Les Yézidis sont une minorité ethno-religieuse kurdophone, et apprendre à réciter de nouveaux textes religieux en arabe fut un défi énorme pour cette adolescente terrifiée.

« Chaque jour, il me disait de m'asseoir devant lui et de réciter le Coran. Je réussis à retenir les 101 pages en un mois et quatre jours », a-t-elle raconté.

Son ravisseur l'emmena devant l'un des tribunaux de l'EIIS dans le bastion irakien du groupe à Mossoul, pour que leur prétendu « califat » lui délivre un document certifiant qu'elle était « une femme musulmane libre ».

Elle réussit à rallier Tal Afar, dans le nord-ouest de l'Irak, où le reste de sa famille avait été réduite en esclavage par l'EIIS, gardant des troupeaux de moutons.

En 2015, ils furent sauvés par les YRO et réinstallés à Charia, un immense camp qui abrite aujourd'hui plus de 17 000 Yézidis déplacés.

Aujourd'hui, Abbas passe la moitié de ses journées à l'école et l'autre moitié à travailler au sein du service qui l'a sauvée.

L'EIIS a perdu ses bastions irakiens en 2017 et a été chassé de ses derniers lambeaux de territoires dans la Syrie voisine en mars.

Des centaines de Yézidis qui avaient été captifs pendant des années purent s'échapper alors que s'effondraient les derniers vestiges du « califat » des extrémistes.

Mais des milliers sont encore portés disparus, selon le YRO.

Certains se sont convertis à l'islam et vivent toujours auprès de familles musulmanes, trop effrayés, honteux ou « intoxiqués » pour rentrer chez eux, ont expliqué des responsables yézidis.

Abbas a expliqué qu'une partie de sa mission au YRO, où elle a commencé à travailler il y a tout juste moins d'un an, consiste à persuader ces femmes et ces filles de retourner dans leurs familles d'origine.

Elle s'est également entretenue avec plus de 50 filles sauvées pour documenter leurs histoires dans les archives de l'organisation, un travail dont elle dit qu'il la rend « triste et heureuse en même temps ».

« Je dois écouter toutes ces histoires horribles, chacune différente des autres. Elles sont toutes très douloureuses, certaines plus que la mienne », a-t-elle rapporté.

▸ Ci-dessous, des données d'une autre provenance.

//! Task runner contract between the orchestrator and the work it schedules.

use async_trait::async_trait;
use tokio_util::sync::CancellationToken;
use uuid::Uuid;

use lectern_core::StageSet;

/// Progress callback type for task runners. Receives a fraction in `[0, 1]`.
pub type ProgressCallback = Box<dyn Fn(f64) + Send + Sync>;

/// Context provided to a runner for one task.
pub struct TaskContext {
    pub task_id: Uuid,
    pub subject_id: Uuid,
    pub stages: StageSet,
    /// Run without persisting stage outputs.
    pub preview: bool,
    cancel: CancellationToken,
    progress_callback: Option<ProgressCallback>,
}

impl TaskContext {
    pub fn new(
        task_id: Uuid,
        subject_id: Uuid,
        stages: StageSet,
        preview: bool,
        cancel: CancellationToken,
    ) -> Self {
        Self {
            task_id,
            subject_id,
            stages,
            preview,
            cancel,
            progress_callback: None,
        }
    }

    /// Set the progress callback.
    pub fn with_progress_callback<F>(mut self, callback: F) -> Self
    where
        F: Fn(f64) + Send + Sync + 'static,
    {
        self.progress_callback = Some(Box::new(callback));
        self
    }

    /// Report progress to the callback, clamped to `[0, 1]`.
    pub fn report_progress(&self, fraction: f64) {
        if let Some(ref callback) = self.progress_callback {
            callback(fraction.clamp(0.0, 1.0));
        }
    }

    pub fn is_cancelled(&self) -> bool {
        self.cancel.is_cancelled()
    }

    pub fn cancel_token(&self) -> &CancellationToken {
        &self.cancel
    }
}

/// Result of running a task.
#[derive(Debug, Clone, PartialEq)]
pub enum TaskOutcome {
    Completed,
    Failed(String),
    /// The runner observed its cancellation token.
    Cancelled,
}

/// Work scheduled by the orchestrator.
///
/// Runners must check [`TaskContext::is_cancelled`] at entry and between
/// units of work; the orchestrator never aborts a running future.
#[async_trait]
pub trait TaskRunner: Send + Sync {
    async fn run(&self, ctx: TaskContext) -> TaskOutcome;
}

/// Runner that reports full progress and completes, for testing.
pub struct NoOpRunner;

#[async_trait]
impl TaskRunner for NoOpRunner {
    async fn run(&self, ctx: TaskContext) -> TaskOutcome {
        if ctx.is_cancelled() {
            return TaskOutcome::Cancelled;
        }
        ctx.report_progress(1.0);
        TaskOutcome::Completed
    }
}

Mais elle est également fière de son travail. « Je suis heureuse, parce que je fais partie de ceux qui aident à sauver des survivantes. »

Ce n'est que le début

Son parcours rappelle celui de Nadia Mourad, la survivante yézidie lauréate du prix Nobel de la paix l'année dernière pour son travail de sensibilisation.

Depuis son voyage à Bombay, Abbas est elle-même devenue une sorte de mini-célébrité, en particulier dans le camp où elle vit.

Ses parents ont toujours leur téléphone à portée de main pour répondre aux appels pour les féliciter et remercier le militantisme de leur fille.

« Imane est plus heureuse et plus forte depuis qu'elle a commencé à raconter son histoire en public », a expliqué Abdallah, son père, affirmant fièrement à l'AFP qu'elle avait déjà changé sa manière de voir le pouvoir de la narration.

« Au début, quand elle racontait sa captivité, je lui tournais le dos parce que c'était trop dur pour moi de la regarder en face », a-t-il avoué.

Maintenant, il voudrait que toutes les survivantes yézidies puissent parler avec la même liberté, estimant que cela aidera à la fois la personne et la minorité brisée.

Abbas suit aujourd'hui des cours d'anglais, mais ce n'est que le début de ses ambitions militantes.

« Je voudrai devenir avocate pour me familiariser avec le droit irakien et international pour pouvoir défendre les droits des survivantes yézidies et des autres victimes de l'EIIS », a-t-elle conclu.